WORK ORDER. Only the lines from the start of the data through the one containing "if min_frames == 0" belong in your answer; return them exactly.

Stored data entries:
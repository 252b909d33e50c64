use cw_core::{CryEvent, EventMode};

/// Start indices whose next `min_frames` flags (inclusive) are all set.
///
/// The look-ahead window is truncated at the end of the sequence, so a short
/// tail can never reach `min_frames`. Every qualifying index is returned, one
/// per overlapping window.
///
/// # Example
/// ```
/// use cw_audio::confirm::qualifying_starts;
/// let flags = [true, true, true, true, true, false, false];
/// assert_eq!(qualifying_starts(&flags, 4), vec![0, 1]);
/// ```
#[must_use]
pub fn qualifying_starts(flags: &[bool], min_frames: usize) -> Vec<usize> {
    if min_frames == 0 {
        return Vec::new();
    }
    // run[i] = consecutive flags starting at i.
    let mut run = vec![0usize; flags.len() + 1];
    for i in (0..flags.len()).rev() {
        run[i] = if flags[i] { run[i + 1] + 1 } else { 0 };
    }
    (0..flags.len()).filter(|&i| run[i] >= min_frames).collect()
}

/// Apply the event policy to the qualifying start indices.
#[must_use]
pub fn select_starts(flags: &[bool], min_frames: usize, mode: EventMode) -> Vec<usize> {
    let starts = qualifying_starts(flags, min_frames);
    match mode {
        EventMode::EveryWindow => starts,
        EventMode::FirstOfRun => starts
            .into_iter()
            .filter(|&i| i == 0 || !flags[i - 1])
            .collect(),
    }
}

/// Round to two decimals.
#[inline(always)]
#[must_use]
pub fn round_centis(secs: f64) -> f64 {
    (secs * 100.0).round() / 100.0
}

/// Convert frame flags into confirmed events at `index * hop_secs`.
///
/// # Example
/// ```
/// use cw_audio::confirm::confirm_events;
/// use cw_core::EventMode;
/// let flags = [false, true, true, true, true];
/// let events = confirm_events(&flags, 4, 0.032, EventMode::EveryWindow);
/// assert_eq!(events.len(), 1);
/// assert!((events[0].timestamp_secs - 0.03).abs() < 1e-12);
/// ```
#[must_use]
pub fn confirm_events(
    flags: &[bool],
    min_frames: usize,
    hop_secs: f64,
    mode: EventMode,
) -> Vec<CryEvent> {
    select_starts(flags, min_frames, mode)
        .into_iter()
        .map(|frame_index| CryEvent {
            timestamp_secs: round_centis(frame_index as f64 * hop_secs),
            frame_index,
        })
        .collect()
}

#[cfg(test)]
mod tests {
    use super::*;

    fn bits(s: &str) -> Vec<bool> {
        s.chars().map(|c| c == '1').collect()
    }

    #[test]
    fn every_start_of_a_full_window_is_reported() {
        assert_eq!(qualifying_starts(&bits("1111100"), 4), vec![0, 1]);
        // Run of length L yields L - 3 starts.
        assert_eq!(qualifying_starts(&bits("0111111110"), 4), vec![1, 2, 3, 4, 5]);
    }

    #[test]
    fn short_runs_and_tail_are_ignored() {
        assert!(qualifying_starts(&bits("1110111"), 4).is_empty());
        assert_eq!(qualifying_starts(&bits("0001111"), 4), vec![3]);
        assert!(qualifying_starts(&[], 4).is_empty());
        assert!(qualifying_starts(&bits("1111"), 0).is_empty());
    }

    #[test]
    fn first_of_run_keeps_one_per_run() {
        let flags = bits("11111001111110");
        assert_eq!(
            select_starts(&flags, 4, EventMode::FirstOfRun),
            vec![0, 7]
        );
        assert_eq!(
            select_starts(&flags, 4, EventMode::EveryWindow),
            vec![0, 1, 7, 8, 9]
        );
    }

    #[test]
    fn timestamps_are_rounded_and_ordered() {
        let flags = bits("0000011111");
        let events = confirm_events(&flags, 4, 512.0 / 16_000.0, EventMode::EveryWindow);
        let ts: Vec<f64> = events.iter().map(|e| e.timestamp_secs).collect();
        assert_eq!(ts, vec![0.16, 0.19]);
        assert!(ts.windows(2).all(|w| w[0] <= w[1]));
    }

    #[test]
    fn rounding() {
        assert!((round_centis(0.992) - 0.99).abs() < 1e-12);
        assert!((round_centis(1.0239) - 1.02).abs() < 1e-12);
    }
}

YOUR RESPONSE.
repository 252b909d33e50c64
use cw_core::{CryEvent, EventMode};

/// Start indices whose next `min_frames` flags (inclusive) are all set.
///
/// The look-ahead window is truncated at the end of the sequence, so a short
/// tail can never reach `min_frames`. Every qualifying index is returned, one
/// per overlapping window.
///
/// # Example
/// ```
/// use cw_audio::confirm::qualifying_starts;
/// let flags = [true, true, true, true, true, false, false];
/// assert_eq!(qualifying_starts(&flags, 4), vec![0, 1]);
/// ```
#[must_use]
pub fn qualifying_starts(flags: &[bool], min_frames: usize) -> Vec<usize> {
    if min_frames == 0 {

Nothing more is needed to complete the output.